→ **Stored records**
┌──
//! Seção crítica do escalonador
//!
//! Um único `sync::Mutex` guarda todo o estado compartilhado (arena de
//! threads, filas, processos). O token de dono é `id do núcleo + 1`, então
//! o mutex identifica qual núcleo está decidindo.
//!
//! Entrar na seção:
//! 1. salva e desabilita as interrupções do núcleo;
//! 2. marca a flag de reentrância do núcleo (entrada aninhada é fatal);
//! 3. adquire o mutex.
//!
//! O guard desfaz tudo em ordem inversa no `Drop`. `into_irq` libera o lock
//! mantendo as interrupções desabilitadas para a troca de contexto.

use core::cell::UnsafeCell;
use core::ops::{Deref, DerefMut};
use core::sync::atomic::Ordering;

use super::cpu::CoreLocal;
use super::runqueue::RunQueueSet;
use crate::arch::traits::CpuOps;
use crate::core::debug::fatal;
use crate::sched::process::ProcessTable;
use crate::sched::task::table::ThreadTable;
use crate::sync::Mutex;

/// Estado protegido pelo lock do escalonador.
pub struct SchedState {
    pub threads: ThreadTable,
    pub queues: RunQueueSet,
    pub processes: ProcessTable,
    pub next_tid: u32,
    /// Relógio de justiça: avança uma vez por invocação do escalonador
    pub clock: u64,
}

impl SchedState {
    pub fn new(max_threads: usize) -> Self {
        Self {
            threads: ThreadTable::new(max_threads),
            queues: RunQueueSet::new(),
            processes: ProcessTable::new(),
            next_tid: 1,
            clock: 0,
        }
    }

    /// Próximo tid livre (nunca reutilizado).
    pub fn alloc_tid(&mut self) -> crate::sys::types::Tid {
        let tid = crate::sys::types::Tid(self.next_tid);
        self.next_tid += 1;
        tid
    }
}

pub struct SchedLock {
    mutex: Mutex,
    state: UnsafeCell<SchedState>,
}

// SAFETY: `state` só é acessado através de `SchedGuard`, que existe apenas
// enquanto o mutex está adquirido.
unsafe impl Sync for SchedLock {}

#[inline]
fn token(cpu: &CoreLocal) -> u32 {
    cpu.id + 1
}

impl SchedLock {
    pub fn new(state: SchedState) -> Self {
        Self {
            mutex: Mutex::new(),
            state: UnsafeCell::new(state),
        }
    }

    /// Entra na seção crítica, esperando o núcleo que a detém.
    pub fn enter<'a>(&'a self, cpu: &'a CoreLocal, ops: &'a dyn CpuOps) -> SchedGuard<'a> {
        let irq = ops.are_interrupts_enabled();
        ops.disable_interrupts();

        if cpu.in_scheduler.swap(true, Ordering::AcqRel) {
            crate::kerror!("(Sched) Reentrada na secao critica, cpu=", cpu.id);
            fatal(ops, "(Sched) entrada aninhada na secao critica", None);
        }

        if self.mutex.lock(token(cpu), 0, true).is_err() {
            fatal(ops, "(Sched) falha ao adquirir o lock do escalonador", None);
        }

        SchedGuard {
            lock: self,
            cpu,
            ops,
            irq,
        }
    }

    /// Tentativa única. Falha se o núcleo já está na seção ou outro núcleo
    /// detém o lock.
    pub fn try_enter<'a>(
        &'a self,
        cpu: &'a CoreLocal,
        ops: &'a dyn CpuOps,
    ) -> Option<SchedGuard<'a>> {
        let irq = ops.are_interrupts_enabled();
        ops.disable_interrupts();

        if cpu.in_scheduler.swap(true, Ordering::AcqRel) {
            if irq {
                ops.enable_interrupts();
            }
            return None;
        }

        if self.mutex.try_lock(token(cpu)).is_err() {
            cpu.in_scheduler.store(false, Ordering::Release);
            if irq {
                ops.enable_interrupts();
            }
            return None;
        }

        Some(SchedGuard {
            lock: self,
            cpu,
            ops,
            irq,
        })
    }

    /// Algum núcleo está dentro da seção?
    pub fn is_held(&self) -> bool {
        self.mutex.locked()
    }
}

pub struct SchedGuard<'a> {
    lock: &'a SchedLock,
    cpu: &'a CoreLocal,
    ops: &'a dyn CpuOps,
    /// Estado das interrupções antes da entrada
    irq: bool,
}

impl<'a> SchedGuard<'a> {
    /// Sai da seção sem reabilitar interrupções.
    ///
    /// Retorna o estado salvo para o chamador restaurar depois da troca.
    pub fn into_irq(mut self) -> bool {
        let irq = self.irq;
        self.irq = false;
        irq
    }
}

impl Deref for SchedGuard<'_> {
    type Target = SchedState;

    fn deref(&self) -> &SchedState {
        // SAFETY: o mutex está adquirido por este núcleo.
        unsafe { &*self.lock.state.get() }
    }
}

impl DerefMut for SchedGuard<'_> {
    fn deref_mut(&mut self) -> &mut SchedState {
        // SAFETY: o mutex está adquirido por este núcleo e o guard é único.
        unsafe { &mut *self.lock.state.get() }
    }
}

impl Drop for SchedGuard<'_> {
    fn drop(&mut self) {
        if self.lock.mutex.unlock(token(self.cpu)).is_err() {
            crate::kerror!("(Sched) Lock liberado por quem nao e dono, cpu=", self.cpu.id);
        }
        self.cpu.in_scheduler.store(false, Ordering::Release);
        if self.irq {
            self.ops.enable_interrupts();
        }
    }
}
└──
┌──
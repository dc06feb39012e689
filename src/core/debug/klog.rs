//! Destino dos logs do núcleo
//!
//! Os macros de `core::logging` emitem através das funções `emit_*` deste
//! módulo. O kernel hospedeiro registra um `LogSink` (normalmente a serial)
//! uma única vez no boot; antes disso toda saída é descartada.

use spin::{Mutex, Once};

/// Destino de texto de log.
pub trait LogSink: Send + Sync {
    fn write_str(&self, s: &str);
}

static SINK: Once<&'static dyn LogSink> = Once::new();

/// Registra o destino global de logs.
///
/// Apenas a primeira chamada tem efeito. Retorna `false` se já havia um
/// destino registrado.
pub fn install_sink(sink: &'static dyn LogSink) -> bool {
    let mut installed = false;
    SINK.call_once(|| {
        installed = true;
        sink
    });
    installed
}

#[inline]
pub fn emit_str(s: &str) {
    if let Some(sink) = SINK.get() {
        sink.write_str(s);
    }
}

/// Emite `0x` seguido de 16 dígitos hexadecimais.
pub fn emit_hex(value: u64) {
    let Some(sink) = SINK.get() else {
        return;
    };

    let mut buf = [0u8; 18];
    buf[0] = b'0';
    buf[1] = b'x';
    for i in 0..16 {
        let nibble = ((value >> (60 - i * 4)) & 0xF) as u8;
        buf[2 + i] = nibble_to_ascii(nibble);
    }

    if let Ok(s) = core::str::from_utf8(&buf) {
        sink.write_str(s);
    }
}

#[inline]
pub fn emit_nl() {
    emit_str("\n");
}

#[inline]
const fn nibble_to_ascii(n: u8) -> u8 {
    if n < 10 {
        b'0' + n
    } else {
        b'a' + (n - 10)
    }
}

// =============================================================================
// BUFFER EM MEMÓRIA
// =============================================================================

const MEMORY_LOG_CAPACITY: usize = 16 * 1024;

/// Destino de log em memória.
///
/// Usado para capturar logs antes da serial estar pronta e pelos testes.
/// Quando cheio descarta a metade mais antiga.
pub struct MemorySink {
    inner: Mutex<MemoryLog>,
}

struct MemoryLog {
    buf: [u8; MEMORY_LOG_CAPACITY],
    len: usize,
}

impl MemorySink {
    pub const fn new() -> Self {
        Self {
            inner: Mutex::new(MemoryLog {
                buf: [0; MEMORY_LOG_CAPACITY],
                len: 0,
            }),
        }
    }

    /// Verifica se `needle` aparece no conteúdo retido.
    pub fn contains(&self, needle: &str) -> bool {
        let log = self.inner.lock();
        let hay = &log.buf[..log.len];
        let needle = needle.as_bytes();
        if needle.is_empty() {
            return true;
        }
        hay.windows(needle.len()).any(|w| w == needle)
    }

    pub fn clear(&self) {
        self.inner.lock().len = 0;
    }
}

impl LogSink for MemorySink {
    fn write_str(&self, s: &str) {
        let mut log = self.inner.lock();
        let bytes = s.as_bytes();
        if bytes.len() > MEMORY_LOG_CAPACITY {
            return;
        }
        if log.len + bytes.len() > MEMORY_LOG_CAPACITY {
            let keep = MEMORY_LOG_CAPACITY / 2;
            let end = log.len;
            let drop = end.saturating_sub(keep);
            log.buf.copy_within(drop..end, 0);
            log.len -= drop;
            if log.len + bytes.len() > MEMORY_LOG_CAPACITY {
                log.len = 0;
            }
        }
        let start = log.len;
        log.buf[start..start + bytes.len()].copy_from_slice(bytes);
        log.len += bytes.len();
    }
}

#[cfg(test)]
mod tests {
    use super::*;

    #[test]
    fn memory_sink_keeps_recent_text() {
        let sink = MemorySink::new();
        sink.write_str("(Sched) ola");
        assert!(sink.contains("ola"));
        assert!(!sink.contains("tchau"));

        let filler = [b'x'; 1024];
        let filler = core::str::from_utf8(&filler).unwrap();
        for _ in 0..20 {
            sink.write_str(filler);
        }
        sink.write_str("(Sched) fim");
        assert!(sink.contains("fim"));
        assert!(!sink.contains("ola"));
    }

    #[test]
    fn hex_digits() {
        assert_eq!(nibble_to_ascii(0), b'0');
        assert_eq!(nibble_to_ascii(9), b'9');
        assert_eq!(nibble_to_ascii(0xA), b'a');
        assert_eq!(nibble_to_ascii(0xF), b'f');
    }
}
└──
┌──
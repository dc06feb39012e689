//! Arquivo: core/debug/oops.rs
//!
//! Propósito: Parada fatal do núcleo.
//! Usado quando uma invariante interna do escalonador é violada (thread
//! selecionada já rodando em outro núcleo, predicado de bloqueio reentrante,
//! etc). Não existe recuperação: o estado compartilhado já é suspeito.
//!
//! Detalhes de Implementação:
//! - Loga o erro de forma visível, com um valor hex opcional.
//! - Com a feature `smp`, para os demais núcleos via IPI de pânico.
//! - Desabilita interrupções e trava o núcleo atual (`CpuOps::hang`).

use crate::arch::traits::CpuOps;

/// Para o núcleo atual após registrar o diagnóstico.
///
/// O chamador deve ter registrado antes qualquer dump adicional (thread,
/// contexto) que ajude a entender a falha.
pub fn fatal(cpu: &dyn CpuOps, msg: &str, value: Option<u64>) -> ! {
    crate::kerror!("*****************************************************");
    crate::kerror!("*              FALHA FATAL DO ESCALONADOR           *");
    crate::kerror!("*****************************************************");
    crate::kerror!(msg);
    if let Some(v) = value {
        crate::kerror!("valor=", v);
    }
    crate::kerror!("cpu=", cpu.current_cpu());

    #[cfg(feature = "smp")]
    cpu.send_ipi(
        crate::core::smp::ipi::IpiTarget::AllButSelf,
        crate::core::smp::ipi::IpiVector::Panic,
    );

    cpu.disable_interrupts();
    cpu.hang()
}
└──
→ **DIRECTIONS FOR THIS TASK**
Word for word, restate the lines above from the line containing "use super::runqueue::RunQueueSet;" through the line containing "lock do escalonador.", with both included and nothing else.

→ **FINISHED EXERCISE**
use super::runqueue::RunQueueSet;
use crate::arch::traits::CpuOps;
use crate::core::debug::fatal;
use crate::sched::process::ProcessTable;
use crate::sched::task::table::ThreadTable;
use crate::sync::Mutex;

/// Estado protegido pelo lock do escalonador.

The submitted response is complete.